If you can learn to replace abstractions in your descriptions and the narrative itself, the bigger-picture generalities will often fall away effortlessly.

Lie That Tells a Truth John DufresneIn The Lie That Tells a Truth, John Dufresne explains:

Like dreams, fiction communicates in images. Why? To involve you in the story, to engage your narrative imagination. To affect your emotions. Images are more vivid and more emotionally powerful than abstractions. In writing, both are formed with words.

3 Ways to Make Your Writing More Visual

Figuring out how to make your writing more visual is as simple as following these three steps.

1. Discover Your Story’s Inherent Images

Before you can make your writing more visual for your readers, you must first be able to visualize it for yourself. Most stories come to their authors in visual snippets, so you doubtless already have some ideas. Here’s how you can dig even deeper.
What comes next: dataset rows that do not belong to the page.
//! Command-line arguments.

use std::path::PathBuf;

use clap::{Parser, Subcommand, ValueEnum};
use clap_verbosity_flag::{Verbosity, WarnLevel};
use colorchoice_clap::Color;

use repset_model::RpePolicy;

#[derive(Parser)]
#[command(
    name = "repset",
    version,
    about = "Plan strength routines and run workout sessions",
    long_about = "Plan strength routines and run workout sessions.\n\n\
                  Routines are imported from JSON drafts, validated, and stored in a\n\
                  local data directory. Sessions walk through every series with rests\n\
                  and RPE capture, then save a summary."
)]
pub struct Cli {
    #[command(subcommand)]
    pub command: Command,

    /// Adjust log verbosity (-v for info, -vv for debug, -q for errors only).
    #[command(flatten)]
    pub verbosity: Verbosity<WarnLevel>,

    /// Control ANSI color output (auto, always, never).
    #[command(flatten)]
    pub color: Color,

    /// Explicit log level (overrides -v/-q flags).
    #[arg(long = "log-level", value_enum, global = true)]
    pub log_level: Option<LogLevelArg>,

    /// Log output format.
    #[arg(
        long = "log-format",
        value_enum,
        default_value = "pretty",
        global = true
    )]
    pub log_format: LogFormatArg,

    /// Write logs to a file instead of stderr.
    #[arg(long = "log-file", value_name = "PATH", global = true)]
    pub log_file: Option<PathBuf>,

    /// Data directory holding routines.json and sessions.json.
    #[arg(long = "store", value_name = "DIR", global = true)]
    pub store: Option<PathBuf>,

    /// Settings file (default: settings.toml in the config directory).
    #[arg(long = "settings", value_name = "PATH", global = true)]
    pub settings: Option<PathBuf>,
}

#[derive(Subcommand)]
pub enum Command {
    /// List stored routines.
    Routines,

    /// Import a routine draft from a JSON file.
    Import(ImportArgs),

    /// Check a routine draft without storing it.
    Validate(ValidateArgs),

    /// Run a workout session for a stored routine.
    Run(RunArgs),

    /// List saved sessions.
    History,

    /// Show session settings, optionally changing them.
    Settings(SettingsArgs),
}

#[derive(Parser)]
pub struct ImportArgs {
    /// Routine draft JSON.
    #[arg(value_name = "FILE")]
    pub file: PathBuf,
}

#[derive(Parser)]
pub struct ValidateArgs {
    /// Routine draft JSON.
    #[arg(value_name = "FILE")]
    pub file: PathBuf,
}

#[derive(Parser)]
pub struct RunArgs {
    /// Id of the routine to run.
    #[arg(value_name = "ROUTINE_ID")]
    pub routine_id: String,

    /// RPE entered whenever one is asked for (default: the planned RPE).
    #[arg(long = "rpe", value_name = "N")]
    pub rpe: Option<i64>,

    /// Count rests and preparation down in real time.
    #[arg(long = "realtime")]
    pub realtime: bool,

    /// Exercise catalog JSON mapping exercise keys to muscles.
    #[arg(long = "catalog", value_name = "FILE")]
    pub catalog: Option<PathBuf>,

    /// Override the RPE policy from the settings file.
    #[arg(long = "rpe-policy", value_enum)]
    pub rpe_policy: Option<RpePolicyArg>,
}

#[derive(Parser)]
pub struct SettingsArgs {
    /// New RPE policy to store.
    #[arg(long = "rpe-policy", value_enum)]
    pub rpe_policy: Option<RpePolicyArg>,

    /// New rest adjustment step, in seconds.
    #[arg(long = "rest-step", value_name = "SECONDS")]
    pub rest_step: Option<u32>,

    /// Turn haptic feedback on or off.
    #[arg(long = "vibration", value_name = "BOOL")]
    pub vibration: Option<bool>,
}

/// CLI log level choices.
#[derive(Clone, Copy, ValueEnum)]
pub enum LogLevelArg {
    Error,
    Warn,
    Info,
    Debug,
    Trace,
}

/// CLI log format choices.
#[derive(Clone, Copy, ValueEnum)]
pub enum LogFormatArg {
    Pretty,
    Compact,
    Json,
}

#[derive(Clone, Copy, ValueEnum)]
pub enum RpePolicyArg {
    Always,
    Never,
    Conditional,
}

impl From<RpePolicyArg> for RpePolicy {
    fn from(value: RpePolicyArg) -> Self {
        match value {
            RpePolicyArg::Always => Self::Always,
            RpePolicyArg::Never => Self::Never,
            RpePolicyArg::Conditional => Self::Conditional,
        }
    }
}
  • Sink Into Your Dreamzone

From Where You Dream Robert Olen ButlerIn his book From Where You Dream, Robert Olen Butler calls the writer’s immersion in the subconscious imagination “dreamzoning.” He encourages writers to deliberately set aside time to focus on this.

Sit in a dark room or go outside at night. Light candles or a fire pit. Turn on some powerful music. Just sit there for an hour or two and let your mind wander over your story. Don’t get too conscious in planning your plot or figuring our your characters. Just let the images float through your mind, like the snippets of scenes in a movie trailer.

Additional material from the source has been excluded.